EXERCISE INSTRUCTIONS -> Find the lines below that contain the string "reqwest". Copy each one.

Saved data entries
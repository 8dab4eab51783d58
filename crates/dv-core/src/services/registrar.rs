//! Connection catalog integration: registering published services as
//! reusable connections and finding the consumers that reference them.

use std::collections::{BTreeMap, HashMap};
use std::time::Duration;

use async_trait::async_trait;
use reqwest::StatusCode;
use serde::{Deserialize, Serialize};
use serde_json::Value;
use tokio::sync::{Mutex, RwLock};
use tokio::time::Instant;

const DEFAULT_REQUEST_TIMEOUT: Duration = Duration::from_secs(30);

#[derive(Debug, thiserror::Error)]
pub enum RegistrarError {
    #[error("connection '{0}' not found in registry")]
    NotFound(String),

    #[error("registry request failed: {0}")]
    Request(String),

    #[error("registry returned {status}: {message}")]
    Status { status: u16, message: String },

    #[error("invalid registry response: {0}")]
    Decode(String),
}

pub type RegistrarResult<T> = std::result::Result<T, RegistrarError>;

/// Payload describing a connection to a published service.
#[derive(Debug, Clone, Serialize, Deserialize, PartialEq, Eq)]
#[serde(rename_all = "camelCase")]
pub struct ConnectionDescriptor {
    pub name: String,
    pub configured_properties: BTreeMap<String, String>,
    pub connector_id: String,
    pub icon: String,
    pub description: String,
}

impl ConnectionDescriptor {
    /// Descriptor for a JDBC connection to `name` served at `cluster_ip`.
    pub fn jdbc(name: &str, cluster_ip: &str, connector_id: &str) -> Self {
        let configured_properties = BTreeMap::from([
            ("password".to_string(), "password".to_string()),
            ("schema".to_string(), name.to_string()),
            (
                "url".to_string(),
                format!("jdbc:teiid:{name}@mm://{cluster_ip}:31000"),
            ),
            ("user".to_string(), "user".to_string()),
        ]);
        Self {
            name: name.to_string(),
            configured_properties,
            connector_id: connector_id.to_string(),
            icon: "assets:sql.svg".to_string(),
            description: format!("Connection to {name} "),
        }
    }
}

#[derive(Debug, Clone, Serialize, Deserialize, PartialEq, Eq)]
#[serde(rename_all = "camelCase")]
pub struct Connection {
    pub id: String,
    pub name: String,
    #[serde(default)]
    pub configured_properties: BTreeMap<String, String>,
}

impl Connection {
    /// Whether this is the JDBC connection registered for virtualization
    /// `name`, not merely one that shares its name.
    pub fn points_at(&self, name: &str) -> bool {
        self.name == name
            && self
                .configured_properties
                .get("url")
                .is_some_and(|url| url.starts_with(&format!("jdbc:teiid:{name}@")))
    }
}

#[async_trait]
pub trait ConnectionRegistrar: Send + Sync {
    /// Register a connection and return the id the registry assigned.
    async fn register(&self, descriptor: &ConnectionDescriptor) -> RegistrarResult<String>;

    async fn unregister(&self, external_id: &str) -> RegistrarResult<()>;

    async fn list_all(&self) -> RegistrarResult<Vec<Connection>>;

    /// Consumer names keyed by the connection id they reference.
    async fn list_consumers_by_connection_id(&self) -> RegistrarResult<HashMap<String, Vec<String>>>;
}

/// Map integrations to the connection ids referenced by their flow steps.
pub fn consumers_from_integrations(root: &Value) -> HashMap<String, Vec<String>> {
    let mut used_in: HashMap<String, Vec<String>> = HashMap::new();
    let Some(items) = root.get("items").and_then(Value::as_array) else {
        return used_in;
    };
    for item in items {
        let Some(integration) = item.get("name").and_then(Value::as_str) else {
            continue;
        };
        let steps = item
            .get("flows")
            .and_then(Value::as_array)
            .into_iter()
            .flatten()
            .filter_map(|flow| flow.get("steps").and_then(Value::as_array))
            .flatten();
        for step in steps {
            let id = step
                .get("connection")
                .and_then(|c| c.get("id"))
                .and_then(Value::as_str);
            if let Some(id) = id {
                used_in
                    .entry(id.to_string())
                    .or_default()
                    .push(integration.to_string());
            }
        }
    }
    used_in
}

/// Registry client speaking the catalog's REST API.
#[derive(Clone)]
pub struct HttpRegistrar {
    base_url: String,
    client: reqwest::Client,
}

impl HttpRegistrar {
    pub fn new(base_url: impl Into<String>) -> Self {
        let client = reqwest::Client::builder()
            .timeout(DEFAULT_REQUEST_TIMEOUT)
            .build()
            .unwrap_or_else(|_| reqwest::Client::new());
        Self {
            base_url: base_url.into(),
            client,
        }
    }

    fn url(&self, path: &str) -> String {
        format!("{}/{path}", self.base_url.trim_end_matches('/'))
    }

    async fn get_json(&self, path: &str) -> RegistrarResult<Value> {
        let response = self
            .client
            .get(self.url(path))
            .send()
            .await
            .map_err(|e| RegistrarError::Request(e.to_string()))?;
        let response = check_status(response).await?;
        response
            .json::<Value>()
            .await
            .map_err(|e| RegistrarError::Decode(e.to_string()))
    }
}

async fn check_status(response: reqwest::Response) -> RegistrarResult<reqwest::Response> {
    let status = response.status();
    if status.is_success() {
        return Ok(response);
    }
    let message = response.text().await.unwrap_or_default();
    Err(RegistrarError::Status {
        status: status.as_u16(),
        message,
    })
}

#[async_trait]
impl ConnectionRegistrar for HttpRegistrar {
    async fn register(&self, descriptor: &ConnectionDescriptor) -> RegistrarResult<String> {
        let response = self
            .client
            .post(self.url("connections/"))
            .json(descriptor)
            .send()
            .await
            .map_err(|e| RegistrarError::Request(e.to_string()))?;
        let body: Value = check_status(response)
            .await?
            .json()
            .await
            .map_err(|e| RegistrarError::Decode(e.to_string()))?;
        body.get("id")
            .and_then(Value::as_str)
            .map(str::to_string)
            .ok_or_else(|| RegistrarError::Decode("response has no id".into()))
    }

    async fn unregister(&self, external_id: &str) -> RegistrarResult<()> {
        let response = self
            .client
            .delete(self.url(&format!("connections/{external_id}")))
            .send()
            .await
            .map_err(|e| RegistrarError::Request(e.to_string()))?;
        if response.status() == StatusCode::NOT_FOUND {
            return Err(RegistrarError::NotFound(external_id.to_string()));
        }
        check_status(response).await?;
        Ok(())
    }

    async fn list_all(&self) -> RegistrarResult<Vec<Connection>> {
        let root = self.get_json("connections").await?;
        let items = root.get("items").cloned().unwrap_or(Value::Array(Vec::new()));
        serde_json::from_value(items).map_err(|e| RegistrarError::Decode(e.to_string()))
    }

    async fn list_consumers_by_connection_id(&self) -> RegistrarResult<HashMap<String, Vec<String>>> {
        let root = self.get_json("integrations").await?;
        Ok(consumers_from_integrations(&root))
    }
}

/// Memoises the consumer map so the registry is queried at most once per ttl.
pub struct UsageCache {
    ttl: Duration,
    cached: Mutex<Option<(Instant, HashMap<String, Vec<String>>)>>,
}

impl UsageCache {
    pub fn new(ttl: Duration) -> Self {
        Self {
            ttl,
            cached: Mutex::new(None),
        }
    }

    pub async fn consumers_of(
        &self,
        registrar: &dyn ConnectionRegistrar,
        connection_id: &str,
    ) -> RegistrarResult<Vec<String>> {
        let mut cached = self.cached.lock().await;
        let fresh = cached
            .as_ref()
            .is_some_and(|(fetched, _)| fetched.elapsed() <= self.ttl);
        if !fresh {
            let usage = registrar.list_consumers_by_connection_id().await?;
            *cached = Some((Instant::now(), usage));
        }
        Ok(cached
            .as_ref()
            .and_then(|(_, usage)| usage.get(connection_id).cloned())
            .unwrap_or_default())
    }
}

/// Registry ids assigned to services registered by this process, by service id.
#[derive(Default)]
pub struct ConnectionIndex {
    ids: RwLock<HashMap<String, String>>,
}

impl ConnectionIndex {
    pub async fn get(&self, service_id: &str) -> Option<String> {
        self.ids.read().await.get(service_id).cloned()
    }

    pub async fn insert(&self, service_id: &str, external_id: String) {
        self.ids
            .write()
            .await
            .insert(service_id.to_string(), external_id);
    }

    pub async fn remove(&self, service_id: &str) {
        self.ids.write().await.remove(service_id);
    }
}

RESULT FOR THIS EXERCISE ->
use reqwest::StatusCode;
    client: reqwest::Client,
        let client = reqwest::Client::builder()
            .unwrap_or_else(|_| reqwest::Client::new());
async fn check_status(response: reqwest::Response) -> RegistrarResult<reqwest::Response> {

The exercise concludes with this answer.